For instance, the conspicuous holes in my collection have little to do with my inability to accrue books and much to do with the fact that individuals with disabilities were hidden from the public eye for many years. Down syndrome was first described in 1866, and in the 1960s some doctors argued that the disorder may be a “modern” phenomenon because there are no obvious early descriptions in the literature. As late as the 1970s, doctors advised parents to institutionalize children born with Down syndrome and tell family and friends that the baby had died during childbirth. An early example of the representation of disability is Frankenstein. Although Frankenstein’s monster hardly has an intellectual disability in the traditional sense, he is alienated to such a degree that his very existence admonishes readers not to deviate from what is natural. The Sound and the Fury’s Benjy is given his own narrative voice, but his account is largely incoherent when taken without the rest of the work. Similarly, Charlie Gordon’s agency in Flower’s for Algernon is defined by his ability to tell his story at the peak of his intelligence, and his regression is clearly meant to be negative.
However, the normalization of individuals with intellectual disabilities correlates with an increase in positive representations of those with disabilities in literature, and there are many more recent examples of books that seek to give voice to those with neurodevelopmental disabilities by allowing them to speak for themselves. The Curious Incident of the Dog in the Night-Time’s Christopher can be interpreted as having some form of autism, but his diagnosis is never formally mentioned. Christopher’s narrative allows the audience to sample his unique mind without suggesting that his disorder is his defining feature. He is a teenager, he is a mathematician, and he is not defined solely by any disability that he may have. Marcelo in the Real World and Mockingbird do the same, and the former has the added distinction of featuring a Mexican-American son of a lawyer as the protagonist. Likewise, The Spirit Catches You and You Fall Down follows the complexities facing a Hmong refugee family with a severely disabled child. Novels like The Memory Keeper’s Daughter and Jewel are written modernly but set in the past, and offer a voice to those whose voices were silenced in previous decades. As literature featuring characters with intellectual disabilities expands, it should become evident that disability affects all ethnicities and social classes, and that it can cause both joy and grief.

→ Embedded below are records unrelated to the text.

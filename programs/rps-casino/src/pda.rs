//! Program Derived Address (PDA) derivation functions

use solana_program::pubkey::Pubkey;

use crate::{constants::seeds, oracle::RequestToken};

pub fn find_config_address(program_id: &Pubkey) -> (Pubkey, u8) {
    Pubkey::find_program_address(&[seeds::CASINO_CONFIG], program_id)
}

/// The ledger PDA also custodies the casino's lamports
pub fn find_ledger_address(program_id: &Pubkey) -> (Pubkey, u8) {
    Pubkey::find_program_address(&[seeds::LEDGER], program_id)
}

pub fn find_bet_address(program_id: &Pubkey, bet_id: u64) -> (Pubkey, u8) {
    Pubkey::find_program_address(&[seeds::BET, &bet_id.to_le_bytes()], program_id)
}

pub fn find_bettor_bets_address(program_id: &Pubkey, bettor: &Pubkey) -> (Pubkey, u8) {
    Pubkey::find_program_address(&[seeds::BETTOR_BETS, bettor.as_ref()], program_id)
}

pub fn find_request_address(program_id: &Pubkey, token: &RequestToken) -> (Pubkey, u8) {
    Pubkey::find_program_address(&[seeds::REQUEST, token.as_ref()], program_id)
}

/// Token and request PDA for a bet, as the program derives them at placement
pub fn find_request_for_bet(program_id: &Pubkey, bet_id: u64, bettor: &Pubkey) -> (RequestToken, Pubkey, u8) {
    let (ledger, _) = find_ledger_address(program_id);
    let token = RequestToken::derive(&ledger, bet_id, bettor);
    let (address, bump) = find_request_address(program_id, &token);
    (token, address, bump)
}
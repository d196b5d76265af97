//! Outcome resolution
//!
//! Maps oracle randomness to the platform's choice and scores a bettor's
//! choice against it. Stateless.

use borsh::{BorshDeserialize, BorshSerialize};

use crate::{
    constants::{DRAW_MULTIPLIER, LOSS_MULTIPLIER, WIN_MULTIPLIER},
    error::CasinoError,
};

/// The three hands. Each hand beats the one cyclically before it:
/// paper beats rock, scissors beats paper, rock beats scissors.
#[derive(BorshSerialize, BorshDeserialize, Debug, Clone, Copy, PartialEq, Eq, Hash)]
pub enum Choice {
    Rock = 0,
    Paper = 1,
    Scissors = 2,
}

impl Choice {
    pub const COUNT: u8 = 3;
    pub const ALL: [Choice; 3] = [Choice::Rock, Choice::Paper, Choice::Scissors];

    pub fn index(self) -> u8 {
        self as u8
    }

    /// The hand this one defeats
    pub fn beats(self) -> Choice {
        Self::ALL[((self.index() + Self::COUNT - 1) % Self::COUNT) as usize]
    }

    /// Reduce a 256-bit big-endian random value modulo the number of hands
    pub fn from_random_value(random_value: &[u8; 32]) -> Choice {
        let count = Self::COUNT as u32;
        let remainder = random_value
            .iter()
            .fold(0u32, |acc, byte| (acc * 256 + *byte as u32) % count);
        Self::ALL[remainder as usize]
    }
}

impl TryFrom<u8> for Choice {
    type Error = CasinoError;

    fn try_from(value: u8) -> Result<Self, Self::Error> {
        Self::ALL
            .get(value as usize)
            .copied()
            .ok_or(CasinoError::InvalidChoice)
    }
}

#[derive(BorshSerialize, BorshDeserialize, Debug, Clone, Copy, PartialEq, Eq)]
pub enum Outcome {
    Win,
    Draw,
    Loss,
}

impl Outcome {
    /// Score the bettor against the platform by cyclic distance
    pub fn determine(bettor: Choice, platform: Choice) -> Outcome {
        let distance = (bettor.index() + Choice::COUNT - platform.index()) % Choice::COUNT;
        match distance {
            0 => Outcome::Draw,
            1 => Outcome::Win,
            _ => Outcome::Loss,
        }
    }

    pub fn multiplier(self) -> u64 {
        match self {
            Outcome::Win => WIN_MULTIPLIER,
            Outcome::Draw => DRAW_MULTIPLIER,
            Outcome::Loss => LOSS_MULTIPLIER,
        }
    }

    pub fn payout(self, stake: u64) -> Result<u64, CasinoError> {
        stake
            .checked_mul(self.multiplier())
            .ok_or(CasinoError::ArithmeticOverflow)
    }

    pub fn is_claimable(self) -> bool {
        self.multiplier() > 0
    }
}
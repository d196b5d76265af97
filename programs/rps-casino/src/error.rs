use num_derive::FromPrimitive;
use solana_program::{
    decode_error::DecodeError,
    program_error::{PrintProgramError, ProgramError},
};
use thiserror::Error;

#[derive(Error, Debug, Copy, Clone, FromPrimitive, PartialEq, Eq)]
pub enum CasinoError {
    #[error("Casino is paused")]
    Paused = 0,

    #[error("Stake is zero or exceeds the max bettable amount")]
    InvalidStake = 1,

    #[error("Choice must be rock (0), paper (1) or scissors (2)")]
    InvalidChoice = 2,

    #[error("Unauthorized")]
    Unauthorized = 3,

    /// Returned alike for unresolved, claimed, foreign and losing bets
    #[error("Bet is not claimable")]
    NotClaimable = 4,

    #[error("Insufficient free liquidity")]
    InsufficientLiquidity = 5,

    #[error("Casino is already paused")]
    AlreadyPaused = 6,

    #[error("Casino is not paused")]
    NotPaused = 7,

    #[error("Amount must be greater than zero")]
    InvalidAmount = 8,

    #[error("Unknown or already fulfilled resolution request")]
    UnknownRequest = 9,

    #[error("Account already initialized")]
    AlreadyInitialized = 10,

    #[error("Account not initialized")]
    NotInitialized = 11,

    #[error("Invalid PDA")]
    InvalidPda = 12,

    #[error("Arithmetic overflow")]
    ArithmeticOverflow = 13,

    #[error("Ledger solvency violated")]
    SolvencyViolation = 14,
}

impl PrintProgramError for CasinoError {
    fn print<E>(&self) {
        use solana_program::msg;
        msg!("CasinoError: {}", self);
    }
}

impl From<CasinoError> for ProgramError {
    fn from(e: CasinoError) -> Self {
        ProgramError::Custom(e as u32)
    }
}

impl<T> DecodeError<T> for CasinoError {
    fn type_of() -> &'static str {
        "CasinoError"
    }
}

#[cfg(test)]
mod tests {
    use super::*;
    use num_traits::FromPrimitive;

    #[test]
    fn test_custom_codes_round_trip() {
        let err: ProgramError = CasinoError::NotClaimable.into();
        assert_eq!(err, ProgramError::Custom(4));

        if let ProgramError::Custom(code) = err {
            assert_eq!(CasinoError::from_u32(code), Some(CasinoError::NotClaimable));
        }
        assert_eq!(CasinoError::from_u32(99), None);
    }
}
use borsh::{BorshDeserialize, BorshSerialize};
use solana_program::{
    instruction::{AccountMeta, Instruction},
    program_error::ProgramError,
    pubkey::Pubkey,
    system_program,
};

use crate::{
    oracle::RequestToken,
    pda::{
        find_bet_address, find_bettor_bets_address, find_config_address, find_ledger_address,
        find_request_address, find_request_for_bet,
    },
};

#[derive(BorshSerialize, BorshDeserialize, Debug, Clone, PartialEq, Eq)]
pub enum CasinoInstruction {
    /// Create the casino config and the ledger
    /// Accounts:
    /// 0. `[signer, writable]` Owner (payer)
    /// 1. `[writable]` Casino config PDA
    /// 2. `[writable]` Ledger PDA
    /// 3. `[]` System program
    Initialize {
        oracle_authority: Pubkey,
    },

    /// Stake lamports on a choice and request resolution
    /// Accounts:
    /// 0. `[signer, writable]` Bettor
    /// 1. `[]` Casino config PDA
    /// 2. `[writable]` Ledger PDA
    /// 3. `[writable]` Bet PDA for the ledger's next bet id
    /// 4. `[writable]` Bettor bets index PDA
    /// 5. `[writable]` Resolution request PDA
    /// 6. `[]` System program
    PlaceBet {
        choice: u8, // 0=Rock, 1=Paper, 2=Scissors
        stake: u64,
    },

    /// Oracle callback delivering the random value for one request
    /// Accounts:
    /// 0. `[signer]` Oracle authority
    /// 1. `[]` Casino config PDA
    /// 2. `[writable]` Ledger PDA
    /// 3. `[writable]` Resolution request PDA
    /// 4. `[writable]` Bet PDA
    /// 5. `[writable]` Bettor (receives the request rent)
    FulfillRandomness {
        random_value: [u8; 32],
    },

    /// Settle a resolved win or draw
    /// Accounts:
    /// 0. `[signer, writable]` Bettor
    /// 1. `[]` Casino config PDA
    /// 2. `[writable]` Ledger PDA
    /// 3. `[writable]` Bet PDA
    ClaimBet {
        bet_id: u64,
    },

    /// Add liquidity
    /// Accounts:
    /// 0. `[signer, writable]` Depositor
    /// 1. `[]` Casino config PDA
    /// 2. `[writable]` Ledger PDA
    /// 3. `[]` System program
    Deposit {
        amount: u64,
    },

    /// Remove free liquidity
    /// Accounts:
    /// 0. `[signer, writable]` Owner
    /// 1. `[]` Casino config PDA
    /// 2. `[writable]` Ledger PDA
    Withdraw {
        amount: u64,
    },

    /// Accounts:
    /// 0. `[signer]` Owner
    /// 1. `[writable]` Casino config PDA
    Pause,

    /// Accounts:
    /// 0. `[signer]` Owner
    /// 1. `[writable]` Casino config PDA
    Unpause,

    /// Accounts:
    /// 0. `[signer]` Owner
    /// 1. `[writable]` Casino config PDA
    TransferOwnership {
        new_owner: Pubkey,
    },

    /// Accounts:
    /// 0. `[signer]` Owner
    /// 1. `[writable]` Casino config PDA
    SetOracleAuthority {
        oracle_authority: Pubkey,
    },

    /// Re-announce a request the oracle has not answered
    /// Accounts:
    /// 0. `[signer]` Owner or bettor
    /// 1. `[]` Casino config PDA
    /// 2. `[]` Bet PDA
    /// 3. `[writable]` Resolution request PDA
    ResendResolutionRequest {
        bet_id: u64,
    },
}

impl CasinoInstruction {
    pub fn unpack(input: &[u8]) -> Result<Self, ProgramError> {
        Self::try_from_slice(input).map_err(|_| ProgramError::InvalidInstructionData)
    }

    /// Tag byte followed by the borsh payload. Serializing into a `Vec` only
    /// fails on allocation, and empty data is rejected by `unpack`.
    pub fn pack(&self) -> Vec<u8> {
        self.try_to_vec().unwrap_or_default()
    }
}

// Helper functions to create instructions

pub fn initialize(program_id: &Pubkey, owner: &Pubkey, oracle_authority: &Pubkey) -> Instruction {
    let (config, _) = find_config_address(program_id);
    let (ledger, _) = find_ledger_address(program_id);

    let accounts = vec![
        AccountMeta::new(*owner, true),
        AccountMeta::new(config, false),
        AccountMeta::new(ledger, false),
        AccountMeta::new_readonly(system_program::id(), false),
    ];
    let data = CasinoInstruction::Initialize {
        oracle_authority: *oracle_authority,
    }
    .pack();

    Instruction {
        program_id: *program_id,
        accounts,
        data,
    }
}

/// `bet_id` must be the ledger's current `next_bet_id`
pub fn place_bet(program_id: &Pubkey, bettor: &Pubkey, bet_id: u64, choice: u8, stake: u64) -> Instruction {
    let (config, _) = find_config_address(program_id);
    let (ledger, _) = find_ledger_address(program_id);
    let (bet, _) = find_bet_address(program_id, bet_id);
    let (bettor_bets, _) = find_bettor_bets_address(program_id, bettor);
    let (_, request, _) = find_request_for_bet(program_id, bet_id, bettor);

    let accounts = vec![
        AccountMeta::new(*bettor, true),
        AccountMeta::new_readonly(config, false),
        AccountMeta::new(ledger, false),
        AccountMeta::new(bet, false),
        AccountMeta::new(bettor_bets, false),
        AccountMeta::new(request, false),
        AccountMeta::new_readonly(system_program::id(), false),
    ];
    let data = CasinoInstruction::PlaceBet { choice, stake }.pack();

    Instruction {
        program_id: *program_id,
        accounts,
        data,
    }
}

pub fn fulfill_randomness(
    program_id: &Pubkey,
    oracle_authority: &Pubkey,
    token: &RequestToken,
    bet_id: u64,
    bettor: &Pubkey,
    random_value: [u8; 32],
) -> Instruction {
    let (config, _) = find_config_address(program_id);
    let (ledger, _) = find_ledger_address(program_id);
    let (request, _) = find_request_address(program_id, token);
    let (bet, _) = find_bet_address(program_id, bet_id);

    let accounts = vec![
        AccountMeta::new_readonly(*oracle_authority, true),
        AccountMeta::new_readonly(config, false),
        AccountMeta::new(ledger, false),
        AccountMeta::new(request, false),
        AccountMeta::new(bet, false),
        AccountMeta::new(*bettor, false),
    ];
    let data = CasinoInstruction::FulfillRandomness { random_value }.pack();

    Instruction {
        program_id: *program_id,
        accounts,
        data,
    }
}

pub fn claim_bet(program_id: &Pubkey, bettor: &Pubkey, bet_id: u64) -> Instruction {
    let (config, _) = find_config_address(program_id);
    let (ledger, _) = find_ledger_address(program_id);
    let (bet, _) = find_bet_address(program_id, bet_id);

    let accounts = vec![
        AccountMeta::new(*bettor, true),
        AccountMeta::new_readonly(config, false),
        AccountMeta::new(ledger, false),
        AccountMeta::new(bet, false),
    ];
    let data = CasinoInstruction::ClaimBet { bet_id }.pack();

    Instruction {
        program_id: *program_id,
        accounts,
        data,
    }
}

pub fn deposit(program_id: &Pubkey, depositor: &Pubkey, amount: u64) -> Instruction {
    let (config, _) = find_config_address(program_id);
    let (ledger, _) = find_ledger_address(program_id);

    let accounts = vec![
        AccountMeta::new(*depositor, true),
        AccountMeta::new_readonly(config, false),
        AccountMeta::new(ledger, false),
        AccountMeta::new_readonly(system_program::id(), false),
    ];
    let data = CasinoInstruction::Deposit { amount }.pack();

    Instruction {
        program_id: *program_id,
        accounts,
        data,
    }
}

pub fn withdraw(program_id: &Pubkey, owner: &Pubkey, amount: u64) -> Instruction {
    let (config, _) = find_config_address(program_id);
    let (ledger, _) = find_ledger_address(program_id);

    let accounts = vec![
        AccountMeta::new(*owner, true),
        AccountMeta::new_readonly(config, false),
        AccountMeta::new(ledger, false),
    ];
    let data = CasinoInstruction::Withdraw { amount }.pack();

    Instruction {
        program_id: *program_id,
        accounts,
        data,
    }
}

fn owner_instruction(program_id: &Pubkey, owner: &Pubkey, instruction: CasinoInstruction) -> Instruction {
    let (config, _) = find_config_address(program_id);

    let accounts = vec![
        AccountMeta::new_readonly(*owner, true),
        AccountMeta::new(config, false),
    ];
    let data = instruction.pack();

    Instruction {
        program_id: *program_id,
        accounts,
        data,
    }
}

pub fn pause(program_id: &Pubkey, owner: &Pubkey) -> Instruction {
    owner_instruction(program_id, owner, CasinoInstruction::Pause)
}

pub fn unpause(program_id: &Pubkey, owner: &Pubkey) -> Instruction {
    owner_instruction(program_id, owner, CasinoInstruction::Unpause)
}

pub fn transfer_ownership(program_id: &Pubkey, owner: &Pubkey, new_owner: &Pubkey) -> Instruction {
    owner_instruction(
        program_id,
        owner,
        CasinoInstruction::TransferOwnership { new_owner: *new_owner },
    )
}

pub fn set_oracle_authority(program_id: &Pubkey, owner: &Pubkey, oracle_authority: &Pubkey) -> Instruction {
    owner_instruction(
        program_id,
        owner,
        CasinoInstruction::SetOracleAuthority {
            oracle_authority: *oracle_authority,
        },
    )
}

pub fn resend_resolution_request(program_id: &Pubkey, caller: &Pubkey, bet_id: u64, bettor: &Pubkey) -> Instruction {
    let (config, _) = find_config_address(program_id);
    let (bet, _) = find_bet_address(program_id, bet_id);
    let (_, request, _) = find_request_for_bet(program_id, bet_id, bettor);

    let accounts = vec![
        AccountMeta::new_readonly(*caller, true),
        AccountMeta::new_readonly(config, false),
        AccountMeta::new_readonly(bet, false),
        AccountMeta::new(request, false),
    ];
    let data = CasinoInstruction::ResendResolutionRequest { bet_id }.pack();

    Instruction {
        program_id: *program_id,
        accounts,
        data,
    }
}

#[cfg(test)]
mod tests {
    use super::*;

    #[test]
    fn test_unpack_matches_wire_tags() {
        let place = CasinoInstruction::PlaceBet { choice: 1, stake: 100_000_000 };
        let data = place.try_to_vec().unwrap();
        assert_eq!(data[0], 1);
        assert_eq!(CasinoInstruction::unpack(&data).unwrap(), place);

        assert_eq!(CasinoInstruction::unpack(&[6]).unwrap(), CasinoInstruction::Pause);
        assert_eq!(CasinoInstruction::unpack(&[7]).unwrap(), CasinoInstruction::Unpause);

        assert_eq!(CasinoInstruction::unpack(&[]), Err(ProgramError::InvalidInstructionData));
        assert_eq!(CasinoInstruction::unpack(&[42]), Err(ProgramError::InvalidInstructionData));
        // Truncated payload
        assert_eq!(CasinoInstruction::unpack(&[5, 1, 2]), Err(ProgramError::InvalidInstructionData));
    }

    #[test]
    fn test_place_bet_targets_derived_accounts() {
        let program_id = Pubkey::new_unique();
        let bettor = Pubkey::new_unique();
        let ix = place_bet(&program_id, &bettor, 3, 2, 50);

        let (bet, _) = find_bet_address(&program_id, 3);
        let (_, request, _) = find_request_for_bet(&program_id, 3, &bettor);
        assert_eq!(ix.accounts[0].pubkey, bettor);
        assert!(ix.accounts[0].is_signer);
        assert_eq!(ix.accounts[3].pubkey, bet);
        assert_eq!(ix.accounts[5].pubkey, request);
        assert_eq!(
            CasinoInstruction::unpack(&ix.data).unwrap(),
            CasinoInstruction::PlaceBet { choice: 2, stake: 50 }
        );
    }

    #[test]
    fn test_resend_touches_only_bet_and_request() {
        let program_id = Pubkey::new_unique();
        let caller = Pubkey::new_unique();
        let bettor = Pubkey::new_unique();
        let ix = resend_resolution_request(&program_id, &caller, 4, &bettor);

        let (ledger, _) = find_ledger_address(&program_id);
        let (bet, _) = find_bet_address(&program_id, 4);
        let (_, request, _) = find_request_for_bet(&program_id, 4, &bettor);
        assert_eq!(ix.accounts.len(), 4);
        assert!(ix.accounts.iter().all(|meta| meta.pubkey != ledger));
        assert_eq!(ix.accounts[2].pubkey, bet);
        assert!(!ix.accounts[2].is_writable);
        assert_eq!(ix.accounts[3].pubkey, request);
        assert!(ix.accounts[3].is_writable);
        assert_eq!(ix.data, vec![10, 4, 0, 0, 0, 0, 0, 0, 0]);
    }
}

The last book that I would like to point out is titled Count Us In: Growing Up with Down Syndrome. The authors, Jason Kingsley and Mitchell Levitz, have Down syndrome and were interviewed to create the book. To my knowledge, it is one of only a few books to actually take on the perspective of individuals with Down syndrome by allowing their own spontaneous thoughts to be published. They claim in their own words that their lives are fulfilling and have value. Published in 1994, this book shows how much has changed since the 1970s, when institutionalization was commonplace, and how much can still be changed to improve the lives of those with intellectual disabilities.